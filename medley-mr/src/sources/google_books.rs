//! Google Books adapter
//!
//! Volumes search with `intitle:`/`inauthor:` qualifiers, or `isbn:` when
//! an identifier is available. An API key raises quota but is not
//! required, so this adapter stays enabled without one.

use crate::cache::{cache_key, ttl};
use crate::matcher::{
    self, CANDIDATE_EXACT_TITLE, CANDIDATE_FLOOR, CANDIDATE_PARTIAL_TITLE,
};
use crate::models::{BookPartial, BookQuery, SeriesInfo, Source, SourceRating};
use crate::sources::{BookSource, SourceContext, SourceHit};
use async_trait::async_trait;
use medley_common::{Error, Result};
use serde::Deserialize;
use tracing::{debug, warn};

const BASE_URL: &str = "https://www.googleapis.com/books/v1";
const SEARCH_LIMIT: u32 = 10;

const AUTHOR_BONUS: f64 = 30.0;

#[derive(Debug, Deserialize)]
struct VolumesResponse {
    items: Option<Vec<Volume>>,
}

#[derive(Debug, Clone, Deserialize)]
#[serde(rename_all = "camelCase")]
struct Volume {
    id: String,
    volume_info: VolumeInfo,
}

#[derive(Debug, Clone, Deserialize)]
#[serde(rename_all = "camelCase")]
struct VolumeInfo {
    title: Option<String>,
    authors: Option<Vec<String>>,
    publisher: Option<String>,
    published_date: Option<String>,
    description: Option<String>,
    industry_identifiers: Option<Vec<IndustryIdentifier>>,
    page_count: Option<u32>,
    categories: Option<Vec<String>>,
    average_rating: Option<f64>,
    ratings_count: Option<u64>,
    image_links: Option<ImageLinks>,
    language: Option<String>,
    info_link: Option<String>,
}

#[derive(Debug, Clone, Deserialize)]
struct IndustryIdentifier {
    #[serde(rename = "type")]
    id_type: String,
    identifier: String,
}

#[derive(Debug, Clone, Deserialize)]
#[serde(rename_all = "camelCase")]
struct ImageLinks {
    small_thumbnail: Option<String>,
    thumbnail: Option<String>,
    small: Option<String>,
    medium: Option<String>,
    large: Option<String>,
    extra_large: Option<String>,
}

impl ImageLinks {
    /// Highest-resolution variant offered
    fn best(self) -> Option<String> {
        self.extra_large
            .or(self.large)
            .or(self.medium)
            .or(self.small)
            .or(self.thumbnail)
            .or(self.small_thumbnail)
    }
}

pub struct GoogleBooksSource {
    ctx: SourceContext,
    api_key: Option<String>,
}

impl GoogleBooksSource {
    pub fn new(ctx: SourceContext, api_key: Option<String>) -> Self {
        Self { ctx, api_key }
    }

    async fn lookup_inner(&self, query: &BookQuery) -> Result<Option<SourceHit>> {
        let tag = Source::GoogleBooks.as_str();
        let key = cache_key(
            tag,
            &[
                Some("book"),
                query.isbn.as_deref().map(|_| "isbn"),
                query.isbn.as_deref(),
                query.isbn.is_none().then_some(query.title.as_str()),
                query.author.as_deref().filter(|_| query.isbn.is_none()),
            ],
        );

        if let Some(hit) = self.ctx.cache.get::<BookPartial>(&key).await? {
            return Ok(Some(SourceHit::cached(hit)));
        }

        let q = match &query.isbn {
            // Identifier search is unambiguous; no fuzzy selection needed
            Some(isbn) => format!("isbn:{}", isbn.trim()),
            None => match &query.author {
                Some(author) => format!("intitle:{} inauthor:{}", query.title, author),
                None => format!("intitle:{}", query.title),
            },
        };

        let mut params = vec![("q", q), ("maxResults", SEARCH_LIMIT.to_string())];
        if let Some(api_key) = &self.api_key {
            params.push(("key", api_key.clone()));
        }

        let url = format!("{}/volumes", BASE_URL);
        let response: VolumesResponse = self.ctx.http.get_json(tag, &url, &params).await?;
        let volumes = response.items.unwrap_or_default();

        let best = if query.isbn.is_some() {
            volumes.into_iter().next()
        } else {
            best_candidate(&query.title, query.author.as_deref(), volumes)
        };

        let Some(volume) = best else {
            debug!(title = %query.title, "No Google Books candidate cleared the floor");
            return Ok(None);
        };

        let partial = partial_from_volume(volume);
        self.ctx
            .cache
            .set(&key, &partial, tag, Some(ttl::BOOK_METADATA_HOURS))
            .await?;

        Ok(Some(SourceHit::fresh(partial)))
    }
}

#[async_trait]
impl BookSource for GoogleBooksSource {
    fn source(&self) -> Source {
        Source::GoogleBooks
    }

    async fn lookup(&self, query: &BookQuery) -> Option<SourceHit> {
        match self.lookup_inner(query).await {
            Ok(result) => result,
            Err(Error::NotFound(_)) => None,
            Err(e) => {
                warn!(title = %query.title, error = %e, "Google Books lookup failed");
                None
            }
        }
    }
}

fn score_candidate(query_title: &str, query_author: Option<&str>, volume: &Volume) -> f64 {
    let Some(title) = volume.volume_info.title.as_deref() else {
        return 0.0;
    };

    let nq = matcher::normalize(query_title);
    let nt = matcher::normalize(title);

    let mut score = if !nq.is_empty() && nq == nt {
        CANDIDATE_EXACT_TITLE
    } else if !nq.is_empty() && !nt.is_empty() && (nq.contains(&nt) || nt.contains(&nq)) {
        CANDIDATE_PARTIAL_TITLE
    } else {
        0.0
    };

    if let (Some(qa), Some(authors)) = (query_author, volume.volume_info.authors.as_ref()) {
        if authors
            .iter()
            .any(|a| matcher::is_fuzzy_match(qa, a, matcher::FUZZY_THRESHOLD))
        {
            score += AUTHOR_BONUS;
        }
    }

    score += volume.volume_info.ratings_count.unwrap_or(0).min(1000) as f64 / 1000.0;
    score
}

fn best_candidate(
    query_title: &str,
    query_author: Option<&str>,
    volumes: Vec<Volume>,
) -> Option<Volume> {
    volumes
        .into_iter()
        .map(|volume| {
            let score = score_candidate(query_title, query_author, &volume);
            (volume, score)
        })
        .filter(|(_, score)| *score >= CANDIDATE_FLOOR)
        .max_by(|(_, a), (_, b)| a.partial_cmp(b).unwrap_or(std::cmp::Ordering::Equal))
        .map(|(volume, _)| volume)
}

fn partial_from_volume(volume: Volume) -> BookPartial {
    let mut partial = BookPartial::new(Source::GoogleBooks);
    let info = volume.volume_info;

    if let Some(title) = info.title {
        let extracted = matcher::extract_series_from_title(&title);
        partial.title = Some(extracted.clean_title);
        if let Some(name) = extracted.series_name {
            partial.series = Some(SeriesInfo {
                name,
                position: extracted.series_position,
            });
        }
    }

    partial.authors = info.authors.unwrap_or_default();
    partial.publisher = info.publisher;
    partial.publish_year = info
        .published_date
        .as_deref()
        .and_then(|d| d.get(..4))
        .and_then(|y| y.parse().ok());
    partial.description = info.description;
    partial.page_count = info.page_count;
    partial.genres = info.categories.unwrap_or_default();
    partial.language = info.language;
    partial.cover_url = info.image_links.and_then(ImageLinks::best);
    partial.source_url = info.info_link;

    for id in info.industry_identifiers.unwrap_or_default() {
        match id.id_type.as_str() {
            "ISBN_10" if partial.isbn_10.is_none() => partial.isbn_10 = Some(id.identifier),
            "ISBN_13" if partial.isbn_13.is_none() => partial.isbn_13 = Some(id.identifier),
            _ => {}
        }
    }

    if let Some(average) = info.average_rating {
        partial.rating = Some(SourceRating {
            source: Source::GoogleBooks,
            average,
            count: info.ratings_count,
        });
    }

    partial.identifier = Some(volume.id);
    partial
}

---+---

* Work order
The material shown above must be written out again in full, exactly as it reads.

* Written response
filename medley-mr/src/sources/google_books.rs
//! Google Books adapter
//!
//! Volumes search with `intitle:`/`inauthor:` qualifiers, or `isbn:` when
//! an identifier is available. An API key raises quota but is not
//! required, so this adapter stays enabled without one.

use crate::cache::{cache_key, ttl};
use crate::matcher::{
    self, CANDIDATE_EXACT_TITLE, CANDIDATE_FLOOR, CANDIDATE_PARTIAL_TITLE,
};
use crate::models::{BookPartial, BookQuery, SeriesInfo, Source, SourceRating};
use crate::sources::{BookSource, SourceContext, SourceHit};
use async_trait::async_trait;
use medley_common::{Error, Result};
use serde::Deserialize;
use tracing::{debug, warn};

const BASE_URL: &str = "https://www.googleapis.com/books/v1";
const SEARCH_LIMIT: u32 = 10;

const AUTHOR_BONUS: f64 = 30.0;

#[derive(Debug, Deserialize)]
struct VolumesResponse {
    items: Option<Vec<Volume>>,
}

#[derive(Debug, Clone, Deserialize)]
#[serde(rename_all = "camelCase")]
struct Volume {
    id: String,
    volume_info: VolumeInfo,
}

#[derive(Debug, Clone, Deserialize)]
#[serde(rename_all = "camelCase")]
struct VolumeInfo {
    title: Option<String>,
    authors: Option<Vec<String>>,
    publisher: Option<String>,
    published_date: Option<String>,
    description: Option<String>,
    industry_identifiers: Option<Vec<IndustryIdentifier>>,
    page_count: Option<u32>,
    categories: Option<Vec<String>>,
    average_rating: Option<f64>,
    ratings_count: Option<u64>,
    image_links: Option<ImageLinks>,
    language: Option<String>,
    info_link: Option<String>,
}

#[derive(Debug, Clone, Deserialize)]
struct IndustryIdentifier {
    #[serde(rename = "type")]
    id_type: String,
    identifier: String,
}

#[derive(Debug, Clone, Deserialize)]
#[serde(rename_all = "camelCase")]
struct ImageLinks {
    small_thumbnail: Option<String>,
    thumbnail: Option<String>,
    small: Option<String>,
    medium: Option<String>,
    large: Option<String>,
    extra_large: Option<String>,
}

impl ImageLinks {
    /// Highest-resolution variant offered
    fn best(self) -> Option<String> {
        self.extra_large
            .or(self.large)
            .or(self.medium)
            .or(self.small)
            .or(self.thumbnail)
            .or(self.small_thumbnail)
    }
}

pub struct GoogleBooksSource {
    ctx: SourceContext,
    api_key: Option<String>,
}

impl GoogleBooksSource {
    pub fn new(ctx: SourceContext, api_key: Option<String>) -> Self {
        Self { ctx, api_key }
    }

    async fn lookup_inner(&self, query: &BookQuery) -> Result<Option<SourceHit>> {
        let tag = Source::GoogleBooks.as_str();
        let key = cache_key(
            tag,
            &[
                Some("book"),
                query.isbn.as_deref().map(|_| "isbn"),
                query.isbn.as_deref(),
                query.isbn.is_none().then_some(query.title.as_str()),
                query.author.as_deref().filter(|_| query.isbn.is_none()),
            ],
        );

        if let Some(hit) = self.ctx.cache.get::<BookPartial>(&key).await? {
            return Ok(Some(SourceHit::cached(hit)));
        }

        let q = match &query.isbn {
            // Identifier search is unambiguous; no fuzzy selection needed
            Some(isbn) => format!("isbn:{}", isbn.trim()),
            None => match &query.author {
                Some(author) => format!("intitle:{} inauthor:{}", query.title, author),
                None => format!("intitle:{}", query.title),
            },
        };

        let mut params = vec![("q", q), ("maxResults", SEARCH_LIMIT.to_string())];
        if let Some(api_key) = &self.api_key {
            params.push(("key", api_key.clone()));
        }

        let url = format!("{}/volumes", BASE_URL);
        let response: VolumesResponse = self.ctx.http.get_json(tag, &url, &params).await?;
        let volumes = response.items.unwrap_or_default();

        let best = if query.isbn.is_some() {
            volumes.into_iter().next()
        } else {
            best_candidate(&query.title, query.author.as_deref(), volumes)
        };

        let Some(volume) = best else {
            debug!(title = %query.title, "No Google Books candidate cleared the floor");
            return Ok(None);
        };

        let partial = partial_from_volume(volume);
        self.ctx
            .cache
            .set(&key, &partial, tag, Some(ttl::BOOK_METADATA_HOURS))
            .await?;

        Ok(Some(SourceHit::fresh(partial)))
    }
}

#[async_trait]
impl BookSource for GoogleBooksSource {
    fn source(&self) -> Source {
        Source::GoogleBooks
    }

    async fn lookup(&self, query: &BookQuery) -> Option<SourceHit> {
        match self.lookup_inner(query).await {
            Ok(result) => result,
            Err(Error::NotFound(_)) => None,
            Err(e) => {
                warn!(title = %query.title, error = %e, "Google Books lookup failed");
                None
            }
        }
    }
}

fn score_candidate(query_title: &str, query_author: Option<&str>, volume: &Volume) -> f64 {
    let Some(title) = volume.volume_info.title.as_deref() else {
        return 0.0;
    };

    let nq = matcher::normalize(query_title);
    let nt = matcher::normalize(title);

    let mut score = if !nq.is_empty() && nq == nt {
        CANDIDATE_EXACT_TITLE
    } else if !nq.is_empty() && !nt.is_empty() && (nq.contains(&nt) || nt.contains(&nq)) {
        CANDIDATE_PARTIAL_TITLE
    } else {
        0.0
    };

    if let (Some(qa), Some(authors)) = (query_author, volume.volume_info.authors.as_ref()) {
        if authors
            .iter()
            .any(|a| matcher::is_fuzzy_match(qa, a, matcher::FUZZY_THRESHOLD))
        {
            score += AUTHOR_BONUS;
        }
    }

    score += volume.volume_info.ratings_count.unwrap_or(0).min(1000) as f64 / 1000.0;
    score
}

fn best_candidate(
    query_title: &str,
    query_author: Option<&str>,
    volumes: Vec<Volume>,
) -> Option<Volume> {
    volumes
        .into_iter()
        .map(|volume| {
            let score = score_candidate(query_title, query_author, &volume);
            (volume, score)
        })
        .filter(|(_, score)| *score >= CANDIDATE_FLOOR)
        .max_by(|(_, a), (_, b)| a.partial_cmp(b).unwrap_or(std::cmp::Ordering::Equal))
        .map(|(volume, _)| volume)
}

fn partial_from_volume(volume: Volume) -> BookPartial {
    let mut partial = BookPartial::new(Source::GoogleBooks);
    let info = volume.volume_info;

    if let Some(title) = info.title {
        let extracted = matcher::extract_series_from_title(&title);
        partial.title = Some(extracted.clean_title);
        if let Some(name) = extracted.series_name {
            partial.series = Some(SeriesInfo {
                name,
                position: extracted.series_position,
            });
        }
    }

    partial.authors = info.authors.unwrap_or_default();
    partial.publisher = info.publisher;
    partial.publish_year = info
        .published_date
        .as_deref()
        .and_then(|d| d.get(..4))
        .and_then(|y| y.parse().ok());
    partial.description = info.description;
    partial.page_count = info.page_count;
    partial.genres = info.categories.unwrap_or_default();
    partial.language = info.language;
    partial.cover_url = info.image_links.and_then(ImageLinks::best);
    partial.source_url = info.info_link;

    for id in info.industry_identifiers.unwrap_or_default() {
        match id.id_type.as_str() {
            "ISBN_10" if partial.isbn_10.is_none() => partial.isbn_10 = Some(id.identifier),
            "ISBN_13" if partial.isbn_13.is_none() => partial.isbn_13 = Some(id.identifier),
            _ => {}
        }
    }

    if let Some(average) = info.average_rating {
        partial.rating = Some(SourceRating {
            source: Source::GoogleBooks,
            average,
            count: info.ratings_count,
        });
    }

    partial.identifier = Some(volume.id);
    partial
}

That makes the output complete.